● **Working data**

//! Resource resolution and view projection
//!
//! # Architecture
//!
//! - [`resolver`] - turns `name` or `space/name` into a concrete address
//! - [`fetcher`] - retrieves the generic resource envelope
//! - [`dispatch`] - lifecycle gate and routing by resource kind
//! - [`container`], [`database`], [`server`], [`storage`] - per-kind projectors
//! - [`secrets`] - name/value mapping and secret-name substitution
//! - [`summary`] - the summary shape every kind shares
//!
//! # Example
//!
//! ```ignore
//! use spinup_cli::resource::{dispatch, fetcher, resolver};
//!
//! async fn show(client: &SpinupClient, spaces: &[String]) -> Result<Value> {
//!     let target = resolver::resolve(client, "acme", spaces).await?;
//!     let resource = fetcher::fetch(client, &target).await?;
//!     dispatch::project(client, &resource, dispatch::Projection::Summary).await
//! }
//! ```

pub mod container;
pub mod database;
pub mod dispatch;
pub mod fetcher;
pub mod resolver;
pub mod secrets;
pub mod server;
pub mod storage;
pub mod summary;

pub use dispatch::{project, Kind, Projection};
pub use fetcher::fetch;
pub use resolver::{parse_identifier, resolve, Identifier, ResourceRef};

● **What to produce**
Nothing in the data may be left out; copy every line exactly.

● **Response**
//! Resource resolution and view projection
//!
//! # Architecture
//!
//! - [`resolver`] - turns `name` or `space/name` into a concrete address
//! - [`fetcher`] - retrieves the generic resource envelope
//! - [`dispatch`] - lifecycle gate and routing by resource kind
//! - [`container`], [`database`], [`server`], [`storage`] - per-kind projectors
//! - [`secrets`] - name/value mapping and secret-name substitution
//! - [`summary`] - the summary shape every kind shares
//!
//! # Example
//!
//! ```ignore
//! use spinup_cli::resource::{dispatch, fetcher, resolver};
//!
//! async fn show(client: &SpinupClient, spaces: &[String]) -> Result<Value> {
//!     let target = resolver::resolve(client, "acme", spaces).await?;
//!     let resource = fetcher::fetch(client, &target).await?;
//!     dispatch::project(client, &resource, dispatch::Projection::Summary).await
//! }
//! ```

pub mod container;
pub mod database;
pub mod dispatch;
pub mod fetcher;
pub mod resolver;
pub mod secrets;
pub mod server;
pub mod storage;
pub mod summary;

pub use dispatch::{project, Kind, Projection};
pub use fetcher::fetch;
pub use resolver::{parse_identifier, resolve, Identifier, ResourceRef};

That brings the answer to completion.